# [What is being asked]
Since only part of the material is needed, please repeat exactly the line that includes "self.search_cursor = 0;" and every line after it, up to the last.

# [Source information]
• • • • • • •

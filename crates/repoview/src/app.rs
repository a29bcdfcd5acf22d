use crossterm::event::{Event, KeyCode, KeyEvent, KeyModifiers};
use tracing::{debug, info, warn};

use repoview_core::{
    help_popup::{HelpPopup, browser_help_entries},
    keybinds::{Action, InputMode, KeyState, process_normal_key},
    tree::{TreeStats, TreeView, build_tree},
};
use repoview_github::{
    fetch::{FetchCmd, FetchOutcome, Fetcher},
    model::RepoLocator,
    preview::{PreviewContent, PreviewData},
};

/// State of the preview pane. A preview fetch is fire-and-forget: opening
/// another file does not cancel an in-flight request, so the last response
/// to arrive overwrites the pane.
pub enum PreviewState {
    Closed,
    Loading { name: String, path: String },
    Ready(PreviewData),
    Failed { name: String, message: String },
}

impl PreviewState {
    fn display_name(&self) -> Option<&str> {
        match self {
            PreviewState::Closed => None,
            PreviewState::Loading { name, .. } => Some(name),
            PreviewState::Ready(data) => Some(&data.name),
            PreviewState::Failed { name, .. } => Some(name),
        }
    }
}

/// The main application state.
pub struct App {
    pub locator: RepoLocator,
    fetcher: Fetcher,

    /// The view over the built tree (None until the listing arrives).
    pub tree: Option<TreeView>,
    pub stats: TreeStats,
    pub listing_error: Option<String>,
    pub listing_in_flight: bool,

    pub mode: InputMode,
    pub search_query: String,
    pub search_cursor: usize,

    pub preview: PreviewState,
    pub preview_scroll: usize,

    pub help: HelpPopup,
    pub should_quit: bool,
    key_state: KeyState,

    pub spinner_frame: u8,
    /// Tree panel height from the last render, for half-page motions.
    pub tree_viewport_lines: usize,
}

impl App {
    /// Create the app and kick off the listing fetch.
    pub fn new() -> Self {
        let locator = RepoLocator::default();
        let fetcher = Fetcher::spawn(locator.clone());
        fetcher.request(FetchCmd::Listing);

        Self {
            locator,
            fetcher,
            tree: None,
            stats: TreeStats::default(),
            listing_error: None,
            listing_in_flight: true,
            mode: InputMode::Normal,
            search_query: String::new(),
            search_cursor: 0,
            preview: PreviewState::Closed,
            preview_scroll: 0,
            help: HelpPopup::new(),
            should_quit: false,
            key_state: KeyState::default(),
            spinner_frame: 0,
            tree_viewport_lines: 20,
        }
    }

    pub fn spinner_char(&self) -> char {
        const FRAMES: [char; 4] = ['|', '/', '-', '\\'];
        FRAMES[(self.spinner_frame as usize / 2) % FRAMES.len()]
    }

    fn fetch_in_flight(&self) -> bool {
        self.listing_in_flight || matches!(self.preview, PreviewState::Loading { .. })
    }

    /// Poll the fetcher (called every ~50ms) and advance the spinner.
    pub fn tick(&mut self) {
        if self.fetch_in_flight() {
            self.spinner_frame = self.spinner_frame.wrapping_add(1);
        }

        while let Some(outcome) = self.fetcher.try_recv() {
            match outcome {
                FetchOutcome::Listing(Ok(entries)) => {
                    info!(entries = entries.len(), "repository listing loaded");
                    // The previous tree is fully discarded and rebuilt.
                    let (root, stats) = build_tree(&entries);
                    let mut view = TreeView::new(&root);
                    if !self.search_query.is_empty() {
                        view.set_filter(&self.search_query);
                    }
                    self.tree = Some(view);
                    self.stats = stats;
                    self.listing_error = None;
                    self.listing_in_flight = false;
                }
                FetchOutcome::Listing(Err(e)) => {
                    warn!(error = %e.message, "repository listing fetch failed");
                    self.tree = None;
                    self.stats = TreeStats::default();
                    self.listing_error = Some(e.message);
                    self.listing_in_flight = false;
                }
                FetchOutcome::Preview(result) => {
                    // Ignore responses for a pane the user already closed.
                    let Some(name) = self.preview.display_name().map(str::to_string) else {
                        continue;
                    };
                    self.preview = match result {
                        Ok(data) => PreviewState::Ready(data),
                        Err(e) => PreviewState::Failed {
                            name,
                            message: e.message,
                        },
                    };
                }
            }
        }
    }

    /// Handle a terminal event.
    pub fn handle_event(&mut self, event: Event) {
        if let Event::Key(key) = event {
            // Ctrl-c always quits
            if key.code == KeyCode::Char('c') && key.modifiers == KeyModifiers::CONTROL {
                self.should_quit = true;
                return;
            }

            if self.help.visible {
                self.handle_help_key(key);
                return;
            }

            if self.mode == InputMode::Search {
                self.handle_search_key(key);
                return;
            }

            let action = process_normal_key(key, &mut self.key_state);
            self.process_action(action);
        }
    }

    fn process_action(&mut self, action: Action) {
        match action {
            Action::Quit => self.should_quit = true,
            Action::MoveDown(n) => {
                if let Some(tree) = &mut self.tree {
                    for _ in 0..n {
                        tree.move_down();
                    }
                }
            }
            Action::MoveUp(n) => {
                if let Some(tree) = &mut self.tree {
                    for _ in 0..n {
                        tree.move_up();
                    }
                }
            }
            Action::GotoTop => {
                if let Some(tree) = &mut self.tree {
                    tree.goto_top();
                }
            }
            Action::GotoBottom => {
                if let Some(tree) = &mut self.tree {
                    tree.goto_bottom();
                }
            }
            Action::HalfPageDown => {
                let lines = self.tree_viewport_lines;
                if let Some(tree) = &mut self.tree {
                    tree.half_page_down(lines);
                }
            }
            Action::HalfPageUp => {
                let lines = self.tree_viewport_lines;
                if let Some(tree) = &mut self.tree {
                    tree.half_page_up(lines);
                }
            }
            Action::Confirm => self.confirm_selected(),
            Action::Expand => {
                if let Some(tree) = &mut self.tree {
                    tree.expand_selected();
                }
            }
            Action::Collapse => {
                if let Some(tree) = &mut self.tree {
                    tree.collapse_or_parent();
                }
            }
            Action::Search => {
                self.mode = InputMode::Search;
                self.search_cursor = self.search_query.len();
            }
            Action::PreviewScrollDown => {
                if let PreviewState::Ready(data) = &self.preview {
                    let max = match &data.content {
                        PreviewContent::Text { lines, .. } => lines.saturating_sub(1),
                        PreviewContent::Image { .. } => 0,
                    };
                    self.preview_scroll = self.preview_scroll.saturating_add(1).min(max);
                }
            }
            Action::PreviewScrollUp => {
                self.preview_scroll = self.preview_scroll.saturating_sub(1);
            }
            Action::ClosePreview => {
                self.preview = PreviewState::Closed;
                self.preview_scroll = 0;
            }
            Action::Refresh => self.refresh_listing(),
            Action::Help => self.help.show("Help", browser_help_entries()),
            Action::None => {}
        }
    }

    /// Toggle the selected folder, or open the selected file in the
    /// preview pane.
    fn confirm_selected(&mut self) {
        let Some(tree) = &mut self.tree else {
            return;
        };
        let Some(row) = tree.selected_row() else {
            return;
        };

        if row.is_folder {
            tree.toggle_expand();
            return;
        }

        let path = row.path.clone();
        let name = row.name.clone();
        self.open_preview(path, name);
    }

    fn open_preview(&mut self, path: String, name: String) {
        debug!(%path, "opening preview");
        self.preview_scroll = 0;
        self.preview = PreviewState::Loading {
            name: name.clone(),
            path: path.clone(),
        };
        self.fetcher.request(FetchCmd::Preview { path, name });
    }

    fn refresh_listing(&mut self) {
        if self.listing_in_flight {
            return;
        }
        info!("refreshing repository listing");
        self.listing_in_flight = true;
        self.fetcher.request(FetchCmd::Listing);
    }

    // ── Search mode ──────────────────────────────────────────────────

    /// Live filter: every edit reapplies the filter immediately.
    fn handle_search_key(&mut self, key: KeyEvent) {
        match key.code {
            KeyCode::Esc => {
                // Clearing restores the collapsed baseline.
                self.search_query.clear();
                self.search_cursor = 0;
                self.mode = InputMode::Normal;
                self.apply_filter();
            }
            KeyCode::Enter => {
                // Keep the filter, return focus to the tree.
                self.mode = InputMode::Normal;
            }
            KeyCode::Char(c) => {
                self.search_query.insert(self.search_cursor, c);
                self.search_cursor += c.len_utf8();
                self.apply_filter();
            }
            KeyCode::Backspace => {
                if self.search_cursor > 0 {
                    let prev = self.search_query[..self.search_cursor]
                        .char_indices()
                        .next_back()
                        .map(|(i, _)| i)
                        .unwrap_or(0);
                    self.search_query.drain(prev..self.search_cursor);
                    self.search_cursor = prev;
                    self.apply_filter();
                }
            }
            _ => {}
        }
    }

    fn apply_filter(&mut self) {
        if let Some(tree) = &mut self.tree {
            tree.set_filter(&self.search_query);
        }
    }

    // ── Help popup ───────────────────────────────────────────────────

    fn handle_help_key(&mut self, key: KeyEvent) {
        match key.code {
            KeyCode::Esc | KeyCode::Char('q') | KeyCode::Char('?') => {
                self.help.hide();
                self.key_state.reset();
            }
            KeyCode::Char('j') | KeyCode::Down => self.help.scroll_down(),
            KeyCode::Char('k') | KeyCode::Up => self.help.scroll_up(),
            _ => {}
        }
    }
}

• • • • • • •

# [Task response]
                self.search_cursor = 0;
                self.mode = InputMode::Normal;
                self.apply_filter();
            }
            KeyCode::Enter => {
                // Keep the filter, return focus to the tree.
                self.mode = InputMode::Normal;
            }
            KeyCode::Char(c) => {
                self.search_query.insert(self.search_cursor, c);
                self.search_cursor += c.len_utf8();
                self.apply_filter();
            }
            KeyCode::Backspace => {
                if self.search_cursor > 0 {
                    let prev = self.search_query[..self.search_cursor]
                        .char_indices()
                        .next_back()
                        .map(|(i, _)| i)
                        .unwrap_or(0);
                    self.search_query.drain(prev..self.search_cursor);
                    self.search_cursor = prev;
                    self.apply_filter();
                }
            }
            _ => {}
        }
    }

    fn apply_filter(&mut self) {
        if let Some(tree) = &mut self.tree {
            tree.set_filter(&self.search_query);
        }
    }

    // ── Help popup ───────────────────────────────────────────────────

    fn handle_help_key(&mut self, key: KeyEvent) {
        match key.code {
            KeyCode::Esc | KeyCode::Char('q') | KeyCode::Char('?') => {
                self.help.hide();
                self.key_state.reset();
            }
            KeyCode::Char('j') | KeyCode::Down => self.help.scroll_down(),
            KeyCode::Char('k') | KeyCode::Up => self.help.scroll_up(),
            _ => {}
        }
    }
}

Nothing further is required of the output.